[Exercise input Boundary: Start]

use std::future::Future;
use std::sync::Arc;

use pact_core::LifecycleState;

use super::{make_partner, make_request, seed_partner, TestResult};
use crate::{PactStorage, StorageError};

/// Number of concurrent tasks to spawn in each test.
const N: usize = 10;

pub(super) async fn run_concurrent_tests<S, F, Fut>(factory: &F) -> Vec<TestResult>
where
    S: PactStorage,
    F: Fn() -> Fut,
    Fut: Future<Output = S>,
{
    vec![
        TestResult::from_result(
            "concurrent",
            "concurrent_partner_updates_exactly_one_wins",
            concurrent_partner_updates_exactly_one_wins(factory).await,
        ),
        TestResult::from_result(
            "concurrent",
            "concurrent_pending_requests_exactly_one_wins",
            concurrent_pending_requests_exactly_one_wins(factory).await,
        ),
        TestResult::from_result(
            "concurrent",
            "concurrent_updates_different_partners_all_succeed",
            concurrent_updates_different_partners_all_succeed(factory).await,
        ),
    ]
}

/// Count winners and losers from spawned tasks that return `Ok(won)`.
async fn tally(
    handles: Vec<tokio::task::JoinHandle<Result<bool, StorageError>>>,
) -> Result<(usize, usize), String> {
    let mut winners = 0usize;
    let mut losers = 0usize;
    for handle in handles {
        let won = handle
            .await
            .map_err(|e| format!("task panic: {e}"))?
            .map_err(|e| format!("storage error: {e}"))?;
        if won {
            winners += 1;
        } else {
            losers += 1;
        }
    }
    Ok((winners, losers))
}

// ── Concurrent update: exactly one wins ─────────────────────────────────────

/// N tasks each open a snapshot and try to move the same partner from
/// version 0. Exactly one commit succeeds; the rest see ConcurrentConflict
/// either when staging or when committing.
async fn concurrent_partner_updates_exactly_one_wins<S, F, Fut>(
    factory: &F,
) -> Result<(), String>
where
    S: PactStorage,
    F: Fn() -> Fut,
    Fut: Future<Output = S>,
{
    let storage = Arc::new(factory().await);
    seed_partner(storage.as_ref(), "p-1").await?;

    let mut handles = Vec::new();
    for _ in 0..N {
        let s = storage.clone();
        handles.push(tokio::spawn(async move {
            let mut snap = s.begin_snapshot().await?;
            let mut partner = make_partner("p-1");
            partner.state = LifecycleState::Read;
            match s.update_partner(&mut snap, 0, &partner).await {
                Ok(_) => match s.commit_snapshot(snap).await {
                    Ok(()) => Ok(true),
                    Err(StorageError::ConcurrentConflict { .. }) => Ok(false),
                    Err(e) => Err(e),
                },
                Err(StorageError::ConcurrentConflict { .. }) => {
                    s.abort_snapshot(snap).await?;
                    Ok(false)
                }
                Err(e) => {
                    let _ = s.abort_snapshot(snap).await;
                    Err(e)
                }
            }
        }));
    }

    let (winners, losers) = tally(handles).await?;
    if winners != 1 || losers != N - 1 {
        return Err(format!("expected 1 winner / {} losers, got {winners} / {losers}", N - 1));
    }

    let rec = storage
        .get_partner("p-1")
        .await
        .map_err(|e| format!("get: {e}"))?;
    if rec.version != 1 {
        return Err(format!("expected final version 1, got {}", rec.version));
    }
    Ok(())
}

/// N tasks race to open a reconfiguration request for the same partner.
async fn concurrent_pending_requests_exactly_one_wins<S, F, Fut>(
    factory: &F,
) -> Result<(), String>
where
    S: PactStorage,
    F: Fn() -> Fut,
    Fut: Future<Output = S>,
{
    let storage = Arc::new(factory().await);
    seed_partner(storage.as_ref(), "p-1").await?;

    let mut handles = Vec::new();
    for i in 0..N {
        let s = storage.clone();
        handles.push(tokio::spawn(async move {
            let mut snap = s.begin_snapshot().await?;
            let staged = s
                .insert_reconfiguration_request(&mut snap, make_request(&format!("req-{i}"), "p-1"))
                .await;
            let outcome = match staged {
                Ok(()) => s.commit_snapshot(snap).await,
                Err(e) => {
                    let _ = s.abort_snapshot(snap).await;
                    Err(e)
                }
            };
            match outcome {
                Ok(()) => Ok(true),
                Err(StorageError::UniqueViolation { .. }) => Ok(false),
                Err(e) => Err(e),
            }
        }));
    }

    let (winners, _) = tally(handles).await?;
    if winners != 1 {
        return Err(format!("expected exactly 1 pending request, {winners} committed"));
    }
    let pending = storage
        .list_reconfiguration_requests(Some("p-1"), Some(pact_core::RequestStatus::Pending))
        .await
        .map_err(|e| format!("list: {e}"))?;
    if pending.len() != 1 {
        return Err(format!("expected 1 stored pending request, got {}", pending.len()));
    }
    Ok(())
}

async fn concurrent_updates_different_partners_all_succeed<S, F, Fut>(
    factory: &F,
) -> Result<(), String>
where
    S: PactStorage,
    F: Fn() -> Fut,
    Fut: Future<Output = S>,
{
    let storage = Arc::new(factory().await);
    for i in 0..N {
        seed_partner(storage.as_ref(), &format!("p-{i}")).await?;
    }

    let mut handles = Vec::new();
    for i in 0..N {
        let s = storage.clone();
        handles.push(tokio::spawn(async move {
            let mut snap = s.begin_snapshot().await?;
            let mut partner = make_partner(&format!("p-{i}"));
            partner.state = LifecycleState::Read;
            s.update_partner(&mut snap, 0, &partner).await?;
            s.commit_snapshot(snap).await?;
            Ok(true)
        }));
    }

    let (winners, _) = tally(handles).await?;
    if winners != N {
        return Err(format!("expected {N} successful updates, got {winners}"));
    }
    Ok(())
}
//! Partner-initiated, admin-gated requests to reopen a submitted configuration.

use serde::{Deserialize, Serialize};

use crate::partner::ContractType;

#[derive(Debug, Clone, Copy, PartialEq, Eq, Hash, Serialize, Deserialize)]
#[serde(rename_all = "snake_case")]
pub enum RequestStatus {
    Pending,
    Approved,
    Rejected,
}

impl RequestStatus {
    pub fn is_terminal(self) -> bool {
        !matches!(self, RequestStatus::Pending)
    }

    pub fn as_str(self) -> &'static str {
        match self {
            RequestStatus::Pending => "pending",
            RequestStatus::Approved => "approved",
            RequestStatus::Rejected => "rejected",
        }
    }
}

impl std::fmt::Display for RequestStatus {
    fn fmt(&self, f: &mut std::fmt::Formatter<'_>) -> std::fmt::Result {
        f.write_str(self.as_str())
    }
}

#[derive(Debug, Clone, PartialEq, Eq, Serialize, Deserialize)]
pub struct ReconfigurationRequest {
    pub id: String,
    pub partner_id: String,
    /// Copied from the partner at creation so admin listings can be scoped.
    pub contract_type: ContractType,
    pub reason: String,
    pub status: RequestStatus,
    /// RFC 3339 timestamp.
    pub created_at: String,
    /// RFC 3339 timestamp; set once the request is approved or rejected.
    #[serde(default, skip_serializing_if = "Option::is_none")]
    pub resolved_at: Option<String>,
    #[serde(default, skip_serializing_if = "Option::is_none")]
    pub resolved_by: Option<String>,
}

/// Which pending requests an administrator is looking at.
#[derive(Debug, Clone, Default, PartialEq, Eq, Serialize, Deserialize)]
pub struct AdminScope {
    /// Empty means every contract type.
    #[serde(default)]
    pub contract_types: Vec<ContractType>,
}

impl AdminScope {
    pub fn all() -> Self {
        AdminScope::default()
    }

    pub fn only(contract_type: ContractType) -> Self {
        AdminScope {
            contract_types: vec![contract_type],
        }
    }

    pub fn covers(&self, contract_type: ContractType) -> bool {
        self.contract_types.is_empty() || self.contract_types.contains(&contract_type)
    }
}
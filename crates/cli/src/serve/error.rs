//! Mapping of engine errors onto HTTP responses.

use axum::http::StatusCode;
use axum::response::{IntoResponse, Response};
use axum::Json;
use pact_core::{PactError, Principal, Role};

/// An engine error on its way to the client.
pub(crate) struct ApiError {
    error: PactError,
    /// Whether internal details (rule-coverage gaps) may be shown.
    privileged: bool,
}

impl ApiError {
    /// Attach the caller's role so admin-only detail is shown to admins only.
    pub(crate) fn for_principal(error: PactError, principal: &Principal) -> Self {
        ApiError {
            error,
            privileged: principal.role == Role::Admin,
        }
    }

    pub(crate) fn status(&self) -> StatusCode {
        match &self.error {
            PactError::Validation(_) => StatusCode::UNPROCESSABLE_ENTITY,
            PactError::StateConflict { .. }
            | PactError::DuplicateRequest { .. }
            | PactError::IncompleteConfiguration { .. } => StatusCode::CONFLICT,
            PactError::NotFound(_) => StatusCode::NOT_FOUND,
            PactError::Permission { .. } => StatusCode::FORBIDDEN,
            PactError::NoMatchingRule { .. } => StatusCode::INTERNAL_SERVER_ERROR,
            PactError::Persistence(_) => StatusCode::SERVICE_UNAVAILABLE,
        }
    }
}

impl From<PactError> for ApiError {
    fn from(error: PactError) -> Self {
        ApiError {
            error,
            privileged: false,
        }
    }
}

impl IntoResponse for ApiError {
    fn into_response(self) -> Response {
        let status = self.status();
        let body = match &self.error {
            PactError::NoMatchingRule { .. } if !self.privileged => serde_json::json!({
                "error": self.error.kind(),
                "message": "no target could be computed for this baseline",
            }),
            PactError::Persistence(_) => serde_json::json!({
                "error": self.error.kind(),
                "message": "storage is unavailable, retry the same request",
            }),
            other => serde_json::json!({
                "error": other.kind(),
                "message": other.to_string(),
                "details": other.details(),
            }),
        };
        (status, Json(body)).into_response()
    }
}
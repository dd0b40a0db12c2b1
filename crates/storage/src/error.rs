/// All errors that can be returned by a PactStorage implementation.
#[derive(Debug, Clone, PartialEq, Eq, thiserror::Error)]
pub enum StorageError {
    /// Optimistic concurrency control conflict: another transaction modified
    /// the record concurrently. The expected version was not found.
    #[error("concurrent conflict on {kind} '{id}': expected version {expected_version}")]
    ConcurrentConflict {
        kind: &'static str,
        id: String,
        expected_version: i64,
    },

    /// No partner with the given id.
    #[error("partner not found: {partner_id}")]
    PartnerNotFound { partner_id: String },

    /// No reconfiguration request with the given id.
    #[error("reconfiguration request not found: {request_id}")]
    RequestNotFound { request_id: String },

    /// No indicator with the given id.
    #[error("indicator not found: {indicator_id}")]
    IndicatorNotFound { indicator_id: String },

    /// A record with this key already exists.
    #[error("{kind} already initialized: {id}")]
    AlreadyInitialized { kind: &'static str, id: String },

    /// A uniqueness constraint would be violated by the write.
    #[error("unique constraint '{constraint}' violated for {key}")]
    UniqueViolation {
        constraint: &'static str,
        key: String,
    },

    /// A backend-specific storage error (connection, serialization, lock poisoning, etc.).
    #[error("storage backend error: {0}")]
    Backend(String),
}

/// Constraint: at most one `(partner, deliverable)` selection.
pub const SELECTION_UNIQUE: &str = "selection_partner_deliverable";

/// Constraint: at most one pending reconfiguration request per partner.
pub const PENDING_REQUEST_UNIQUE: &str = "reconfiguration_one_pending_per_partner";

[Exercise input Boundary: End]

# [Description of the task]
Set down, from the entries above, exactly the lines from the one with "is looking at." up to and including the one with "pub fn all()", and no other lines.

# [Answer to the problem]
/// Which pending requests an administrator is looking at.
#[derive(Debug, Clone, Default, PartialEq, Eq, Serialize, Deserialize)]
pub struct AdminScope {
    /// Empty means every contract type.
    #[serde(default)]
    pub contract_types: Vec<ContractType>,
}

impl AdminScope {
    pub fn all() -> Self {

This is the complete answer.